-- Opening Marker --

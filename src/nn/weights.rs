//! Weights document for the residual value network.
//!
//! The document is JSON, one dense layer per key, each layer stored as a
//! row-major `weight` matrix (`out x in`) plus a `bias` vector:
//!
//! ```json
//! {
//!   "input":        { "weight": [[...10 floats...], ...H rows], "bias": [...H] },
//!   "blocks":       [ {H x H}, {H x H}, {H x H} ],
//!   "value_hidden": { "weight": [[...H floats...], ...V rows], "bias": [...V] },
//!   "value_out":    { "weight": [[...V floats...]], "bias": [b] }
//! }
//! ```

use serde::{Deserialize, Serialize};
use thiserror::Error;

use super::encoder::INPUT_SIZE;

/// Residual blocks in the network body.
pub const RESIDUAL_BLOCKS: usize = 3;

/// Why a weights document was refused.
#[derive(Debug, Error)]
pub enum WeightsError {
    #[error("failed to read weights: {0}")]
    Io(#[from] std::io::Error),

    #[error("malformed weights document: {0}")]
    Parse(#[from] serde_json::Error),

    #[error("layer `{layer}` has shape {found:?}, expected {expected:?}")]
    Shape {
        layer: String,
        expected: (usize, usize),
        found: (usize, usize),
    },

    #[error("expected {expected} residual blocks, found {found}")]
    BlockCount { expected: usize, found: usize },

    #[error("layer `{layer}` contains a non-finite value")]
    NonFinite { layer: String },
}

/// One dense layer as stored in the document.
#[derive(Clone, Debug, PartialEq, Serialize, Deserialize)]
pub struct LayerWeights {
    pub weight: Vec<Vec<f32>>,
    pub bias: Vec<f32>,
}

impl LayerWeights {
    /// Layer with every weight and bias set to `value`.
    #[must_use]
    pub fn filled(rows: usize, cols: usize, value: f32) -> Self {
        Self {
            weight: vec![vec![value; cols]; rows],
            bias: vec![value; rows],
        }
    }

    /// Check this layer is `rows x cols` with a matching bias and finite values.
    fn validate(&self, layer: &str, rows: usize, cols: usize) -> Result<(), WeightsError> {
        let shape_error = |found| WeightsError::Shape {
            layer: layer.to_string(),
            expected: (rows, cols),
            found,
        };
        if self.weight.len() != rows {
            return Err(shape_error((self.weight.len(), self.weight.first().map_or(0, Vec::len))));
        }
        if let Some(row) = self.weight.iter().find(|row| row.len() != cols) {
            return Err(shape_error((rows, row.len())));
        }
        if self.bias.len() != rows {
            return Err(shape_error((self.bias.len(), 1)));
        }
        let finite = self.weight.iter().flatten().chain(self.bias.iter()).all(|v| v.is_finite());
        if !finite {
            return Err(WeightsError::NonFinite { layer: layer.to_string() });
        }
        Ok(())
    }

    #[must_use]
    pub fn rows(&self) -> usize {
        self.weight.len()
    }
}

/// Full weights document.
#[derive(Clone, Debug, PartialEq, Serialize, Deserialize)]
pub struct WeightsDocument {
    pub input: LayerWeights,
    pub blocks: Vec<LayerWeights>,
    pub value_hidden: LayerWeights,
    pub value_out: LayerWeights,
}

impl WeightsDocument {
    /// Parse and validate a JSON document.
    pub fn from_json(json: &str) -> Result<Self, WeightsError> {
        let doc: Self = serde_json::from_str(json)?;
        doc.validate()?;
        Ok(doc)
    }

    pub fn to_json(&self) -> Result<String, WeightsError> {
        Ok(serde_json::to_string(self)?)
    }

    /// Hidden width of the network body.
    #[must_use]
    pub fn hidden_size(&self) -> usize {
        self.input.rows()
    }

    /// Check every layer's shape chains into the next and all values are finite.
    pub fn validate(&self) -> Result<(), WeightsError> {
        let hidden = self.hidden_size();
        if hidden == 0 {
            return Err(WeightsError::Shape {
                layer: "input".to_string(),
                expected: (1, INPUT_SIZE),
                found: (0, 0),
            });
        }
        self.input.validate("input", hidden, INPUT_SIZE)?;

        if self.blocks.len() != RESIDUAL_BLOCKS {
            return Err(WeightsError::BlockCount {
                expected: RESIDUAL_BLOCKS,
                found: self.blocks.len(),
            });
        }
        for (i, block) in self.blocks.iter().enumerate() {
            block.validate(&format!("blocks[{i}]"), hidden, hidden)?;
        }

        let value_hidden = self.value_hidden.rows().max(1);
        self.value_hidden.validate("value_hidden", value_hidden, hidden)?;
        self.value_out.validate("value_out", 1, value_hidden)?;
        Ok(())
    }

    /// Document with every parameter set to `value`. Handy for tests and
    /// for bootstrapping an export.
    #[must_use]
    pub fn constant(hidden: usize, value_hidden: usize, value: f32) -> Self {
        Self {
            input: LayerWeights::filled(hidden, INPUT_SIZE, value),
            blocks: (0..RESIDUAL_BLOCKS)
                .map(|_| LayerWeights::filled(hidden, hidden, value))
                .collect(),
            value_hidden: LayerWeights::filled(value_hidden, hidden, value),
            value_out: LayerWeights::filled(1, value_hidden, value),
        }
    }
}

#[cfg(test)]
mod tests {
    use super::*;

    #[test]
    fn test_constant_document_is_valid() {
        let doc = WeightsDocument::constant(8, 4, 0.1);
        assert!(doc.validate().is_ok());
        assert_eq!(doc.hidden_size(), 8);
    }

    #[test]
    fn test_json_round_trip() {
        let doc = WeightsDocument::constant(4, 2, 0.5);
        let json = doc.to_json().unwrap();
        assert_eq!(WeightsDocument::from_json(&json).unwrap(), doc);
    }

    #[test]
    fn test_rejects_garbage() {
        assert!(matches!(WeightsDocument::from_json("not json"), Err(WeightsError::Parse(_))));
        assert!(matches!(WeightsDocument::from_json("{}"), Err(WeightsError::Parse(_))));
    }

    #[test]
    fn test_rejects_wrong_input_width() {
        let mut doc = WeightsDocument::constant(4, 2, 0.1);
        doc.input.weight[2].pop();
        let err = doc.validate().unwrap_err();
        assert!(matches!(err, WeightsError::Shape { ref layer, .. } if layer == "input"));
    }

    #[test]
    fn test_rejects_block_count() {
        let mut doc = WeightsDocument::constant(4, 2, 0.1);
        doc.blocks.pop();
        assert!(matches!(
            doc.validate(),
            Err(WeightsError::BlockCount { expected: 3, found: 2 })
        ));
    }

    #[test]
    fn test_rejects_mismatched_bias() {
        let mut doc = WeightsDocument::constant(4, 2, 0.1);
        doc.blocks[1].bias.push(0.0);
        assert!(matches!(doc.validate(), Err(WeightsError::Shape { .. })));
    }

    #[test]
    fn test_rejects_non_finite() {
        let mut doc = WeightsDocument::constant(4, 2, 0.1);
        doc.value_out.bias[0] = f32::NAN;
        assert!(matches!(doc.validate(), Err(WeightsError::NonFinite { .. })));
    }
}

-- Closing Marker --

- _Task statement_
Write out the listing above, keeping every word exactly.

- _Response to the exercise_
filename src/nn/weights.rs
//! Weights document for the residual value network.
//!
//! The document is JSON, one dense layer per key, each layer stored as a
//! row-major `weight` matrix (`out x in`) plus a `bias` vector:
//!
//! ```json
//! {
//!   "input":        { "weight": [[...10 floats...], ...H rows], "bias": [...H] },
//!   "blocks":       [ {H x H}, {H x H}, {H x H} ],
//!   "value_hidden": { "weight": [[...H floats...], ...V rows], "bias": [...V] },
//!   "value_out":    { "weight": [[...V floats...]], "bias": [b] }
//! }
//! ```

use serde::{Deserialize, Serialize};
use thiserror::Error;

use super::encoder::INPUT_SIZE;

/// Residual blocks in the network body.
pub const RESIDUAL_BLOCKS: usize = 3;

/// Why a weights document was refused.
#[derive(Debug, Error)]
pub enum WeightsError {
    #[error("failed to read weights: {0}")]
    Io(#[from] std::io::Error),

    #[error("malformed weights document: {0}")]
    Parse(#[from] serde_json::Error),

    #[error("layer `{layer}` has shape {found:?}, expected {expected:?}")]
    Shape {
        layer: String,
        expected: (usize, usize),
        found: (usize, usize),
    },

    #[error("expected {expected} residual blocks, found {found}")]
    BlockCount { expected: usize, found: usize },

    #[error("layer `{layer}` contains a non-finite value")]
    NonFinite { layer: String },
}

/// One dense layer as stored in the document.
#[derive(Clone, Debug, PartialEq, Serialize, Deserialize)]
pub struct LayerWeights {
    pub weight: Vec<Vec<f32>>,
    pub bias: Vec<f32>,
}

impl LayerWeights {
    /// Layer with every weight and bias set to `value`.
    #[must_use]
    pub fn filled(rows: usize, cols: usize, value: f32) -> Self {
        Self {
            weight: vec![vec![value; cols]; rows],
            bias: vec![value; rows],
        }
    }

    /// Check this layer is `rows x cols` with a matching bias and finite values.
    fn validate(&self, layer: &str, rows: usize, cols: usize) -> Result<(), WeightsError> {
        let shape_error = |found| WeightsError::Shape {
            layer: layer.to_string(),
            expected: (rows, cols),
            found,
        };
        if self.weight.len() != rows {
            return Err(shape_error((self.weight.len(), self.weight.first().map_or(0, Vec::len))));
        }
        if let Some(row) = self.weight.iter().find(|row| row.len() != cols) {
            return Err(shape_error((rows, row.len())));
        }
        if self.bias.len() != rows {
            return Err(shape_error((self.bias.len(), 1)));
        }
        let finite = self.weight.iter().flatten().chain(self.bias.iter()).all(|v| v.is_finite());
        if !finite {
            return Err(WeightsError::NonFinite { layer: layer.to_string() });
        }
        Ok(())
    }

    #[must_use]
    pub fn rows(&self) -> usize {
        self.weight.len()
    }
}

/// Full weights document.
#[derive(Clone, Debug, PartialEq, Serialize, Deserialize)]
pub struct WeightsDocument {
    pub input: LayerWeights,
    pub blocks: Vec<LayerWeights>,
    pub value_hidden: LayerWeights,
    pub value_out: LayerWeights,
}

impl WeightsDocument {
    /// Parse and validate a JSON document.
    pub fn from_json(json: &str) -> Result<Self, WeightsError> {
        let doc: Self = serde_json::from_str(json)?;
        doc.validate()?;
        Ok(doc)
    }

    pub fn to_json(&self) -> Result<String, WeightsError> {
        Ok(serde_json::to_string(self)?)
    }

    /// Hidden width of the network body.
    #[must_use]
    pub fn hidden_size(&self) -> usize {
        self.input.rows()
    }

    /// Check every layer's shape chains into the next and all values are finite.
    pub fn validate(&self) -> Result<(), WeightsError> {
        let hidden = self.hidden_size();
        if hidden == 0 {
            return Err(WeightsError::Shape {
                layer: "input".to_string(),
                expected: (1, INPUT_SIZE),
                found: (0, 0),
            });
        }
        self.input.validate("input", hidden, INPUT_SIZE)?;

        if self.blocks.len() != RESIDUAL_BLOCKS {
            return Err(WeightsError::BlockCount {
                expected: RESIDUAL_BLOCKS,
                found: self.blocks.len(),
            });
        }
        for (i, block) in self.blocks.iter().enumerate() {
            block.validate(&format!("blocks[{i}]"), hidden, hidden)?;
        }

        let value_hidden = self.value_hidden.rows().max(1);
        self.value_hidden.validate("value_hidden", value_hidden, hidden)?;
        self.value_out.validate("value_out", 1, value_hidden)?;
        Ok(())
    }

    /// Document with every parameter set to `value`. Handy for tests and
    /// for bootstrapping an export.
    #[must_use]
    pub fn constant(hidden: usize, value_hidden: usize, value: f32) -> Self {
        Self {
            input: LayerWeights::filled(hidden, INPUT_SIZE, value),
            blocks: (0..RESIDUAL_BLOCKS)
                .map(|_| LayerWeights::filled(hidden, hidden, value))
                .collect(),
            value_hidden: LayerWeights::filled(value_hidden, hidden, value),
            value_out: LayerWeights::filled(1, value_hidden, value),
        }
    }
}

#[cfg(test)]
mod tests {
    use super::*;

    #[test]
    fn test_constant_document_is_valid() {
        let doc = WeightsDocument::constant(8, 4, 0.1);
        assert!(doc.validate().is_ok());
        assert_eq!(doc.hidden_size(), 8);
    }

    #[test]
    fn test_json_round_trip() {
        let doc = WeightsDocument::constant(4, 2, 0.5);
        let json = doc.to_json().unwrap();
        assert_eq!(WeightsDocument::from_json(&json).unwrap(), doc);
    }

    #[test]
    fn test_rejects_garbage() {
        assert!(matches!(WeightsDocument::from_json("not json"), Err(WeightsError::Parse(_))));
        assert!(matches!(WeightsDocument::from_json("{}"), Err(WeightsError::Parse(_))));
    }

    #[test]
    fn test_rejects_wrong_input_width() {
        let mut doc = WeightsDocument::constant(4, 2, 0.1);
        doc.input.weight[2].pop();
        let err = doc.validate().unwrap_err();
        assert!(matches!(err, WeightsError::Shape { ref layer, .. } if layer == "input"));
    }

    #[test]
    fn test_rejects_block_count() {
        let mut doc = WeightsDocument::constant(4, 2, 0.1);
        doc.blocks.pop();
        assert!(matches!(
            doc.validate(),
            Err(WeightsError::BlockCount { expected: 3, found: 2 })
        ));
    }

    #[test]
    fn test_rejects_mismatched_bias() {
        let mut doc = WeightsDocument::constant(4, 2, 0.1);
        doc.blocks[1].bias.push(0.0);
        assert!(matches!(doc.validate(), Err(WeightsError::Shape { .. })));
    }

    #[test]
    fn test_rejects_non_finite() {
        let mut doc = WeightsDocument::constant(4, 2, 0.1);
        doc.value_out.bias[0] = f32::NAN;
        assert!(matches!(doc.validate(), Err(WeightsError::NonFinite { .. })));
    }
}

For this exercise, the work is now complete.